• [Task] Report each line of the data that includes the word "JournalStore".

• [Given data]
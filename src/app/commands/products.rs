//! Product recommendation flow.
//!
//! The flow binds the product-search tool so the model can ground its
//! suggestions in catalog data. The shipped handler is an explicit stub;
//! callers with a real shopping API pass their own handler via
//! [`execute_with`].

use crate::app::AppContext;
use crate::domain::prompt::PromptContext;
use crate::domain::validation::parse_reply;
use crate::domain::{AppError, ProductRecommendations, ProductRequest};
use crate::ports::{JournalStore, ModelClient, ModelRequest, PromptKind, StubProductSearch, ToolHandler};

const DEFAULT_DESCRIPTION: &str = "a product suitable for daily use";

pub fn execute<M: ModelClient, J: JournalStore>(
    ctx: &AppContext<M, J>,
    request: ProductRequest,
) -> Result<ProductRecommendations, AppError> {
    execute_with(ctx, request, &StubProductSearch::new())
}

/// Run the flow with a caller-supplied product search tool.
pub fn execute_with<M: ModelClient, J: JournalStore>(
    ctx: &AppContext<M, J>,
    request: ProductRequest,
    tool: &dyn ToolHandler,
) -> Result<ProductRecommendations, AppError> {
    request.validate()?;

    let description = request.description.as_deref().unwrap_or(DEFAULT_DESCRIPTION);
    let context = PromptContext::new()
        .with_var("condition", request.condition.trim())
        .with_var("description", description.trim());
    let prompt = ctx.render_prompt(PromptKind::ProductRecommendation, &context)?;

    let reply = ctx.model().generate(
        ModelRequest::structured(prompt, ProductRecommendations::response_schema())
            .with_tool(tool),
    )?;

    let recommendations: ProductRecommendations = parse_reply("products", reply)?;
    recommendations.validate()?;
    Ok(recommendations)
}
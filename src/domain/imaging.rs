//! Image payloads exchanged with the model endpoint.
//!
//! Images travel as self-describing data URIs (`data:<mime>;base64,<data>`),
//! the same encoding the journal persists. Parsing is strict: a payload
//! without a MIME type or base64 marker is rejected before any model call.

use std::fmt;
use std::path::Path;

use base64::Engine as _;
use base64::engine::general_purpose::STANDARD as BASE64;
use serde::de::Error as _;
use serde::{Deserialize, Deserializer, Serialize, Serializer};

use crate::domain::AppError;

const DATA_SCHEME: &str = "data:";
const BASE64_MARKER: &str = ";base64,";

/// A binary image tagged with its MIME type.
#[derive(Clone, PartialEq, Eq)]
pub struct ImagePayload {
    mime: String,
    bytes: Vec<u8>,
}

impl ImagePayload {
    /// Create a payload from raw bytes and a MIME type.
    pub fn new(mime: impl Into<String>, bytes: Vec<u8>) -> Result<Self, AppError> {
        let mime = mime.into();
        if !mime.starts_with("image/") {
            return Err(AppError::invalid_request(
                "image",
                format!("'{}' is not an image MIME type", mime),
            ));
        }
        if bytes.is_empty() {
            return Err(AppError::invalid_request("image", "image payload is empty"));
        }
        Ok(Self { mime, bytes })
    }

    /// Parse a `data:<mime>;base64,<data>` URI.
    pub fn from_data_uri(uri: &str) -> Result<Self, AppError> {
        let rest = uri.strip_prefix(DATA_SCHEME).ok_or_else(|| {
            AppError::invalid_request("image", "data URI must start with 'data:'")
        })?;
        let marker = rest.find(BASE64_MARKER).ok_or_else(|| {
            AppError::invalid_request("image", "data URI must be base64-encoded (';base64,')")
        })?;
        let mime = &rest[..marker];
        let payload = &rest[marker + BASE64_MARKER.len()..];
        let bytes = BASE64.decode(payload).map_err(|e| {
            AppError::invalid_request("image", format!("undecodable base64 payload: {}", e))
        })?;
        Self::new(mime, bytes)
    }

    /// Load an image file, deriving the MIME type from the extension.
    pub fn from_file(path: &Path) -> Result<Self, AppError> {
        let ext = path
            .extension()
            .and_then(|e| e.to_str())
            .map(|e| e.to_ascii_lowercase())
            .unwrap_or_default();
        let mime = mime_for_extension(&ext).ok_or_else(|| {
            AppError::invalid_request(
                "image",
                format!("unsupported image file extension '{}'", ext),
            )
        })?;
        let bytes = std::fs::read(path)?;
        Self::new(mime, bytes)
    }

    pub fn mime(&self) -> &str {
        &self.mime
    }

    pub fn bytes(&self) -> &[u8] {
        &self.bytes
    }

    /// Re-encode as a data URI.
    pub fn to_data_uri(&self) -> String {
        format!("{}{}{}{}", DATA_SCHEME, self.mime, BASE64_MARKER, BASE64.encode(&self.bytes))
    }

    /// Base64 payload without the URI framing, as the wire format expects.
    pub fn base64_data(&self) -> String {
        BASE64.encode(&self.bytes)
    }

    /// File extension matching the MIME type, for writing artifacts to disk.
    pub fn file_extension(&self) -> &str {
        match self.mime.as_str() {
            "image/png" => "png",
            "image/jpeg" => "jpg",
            "image/webp" => "webp",
            "image/gif" => "gif",
            "image/bmp" => "bmp",
            _ => "bin",
        }
    }
}

impl fmt::Debug for ImagePayload {
    fn fmt(&self, f: &mut fmt::Formatter<'_>) -> fmt::Result {
        f.debug_struct("ImagePayload")
            .field("mime", &self.mime)
            .field("bytes", &format!("{} bytes", self.bytes.len()))
            .finish()
    }
}

impl Serialize for ImagePayload {
    fn serialize<S: Serializer>(&self, serializer: S) -> Result<S::Ok, S::Error> {
        serializer.serialize_str(&self.to_data_uri())
    }
}

impl<'de> Deserialize<'de> for ImagePayload {
    fn deserialize<D: Deserializer<'de>>(deserializer: D) -> Result<Self, D::Error> {
        let uri = String::deserialize(deserializer)?;
        ImagePayload::from_data_uri(&uri).map_err(D::Error::custom)
    }
}

fn mime_for_extension(ext: &str) -> Option<&'static str> {
    match ext {
        "png" => Some("image/png"),
        "jpg" | "jpeg" => Some("image/jpeg"),
        "webp" => Some("image/webp"),
        "gif" => Some("image/gif"),
        "bmp" => Some("image/bmp"),
        _ => None,
    }
}

/// Outcome of one slot in an image generation batch.
///
/// A batch of N prompts always resolves to exactly N outcomes; a failed
/// generation degrades its own slot without touching siblings.
#[derive(Debug, Clone, PartialEq, Eq)]
pub enum ImageOutcome {
    Generated(ImagePayload),
    Failed(String),
}

impl ImageOutcome {
    pub fn is_generated(&self) -> bool {
        matches!(self, ImageOutcome::Generated(_))
    }

    pub fn image(&self) -> Option<&ImagePayload> {
        match self {
            ImageOutcome::Generated(image) => Some(image),
            ImageOutcome::Failed(_) => None,
        }
    }
}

• [Answer]
use crate::ports::{JournalStore, ModelClient, ModelRequest, PromptKind, StubProductSearch, ToolHandler};
pub fn execute<M: ModelClient, J: JournalStore>(
pub fn execute_with<M: ModelClient, J: JournalStore>(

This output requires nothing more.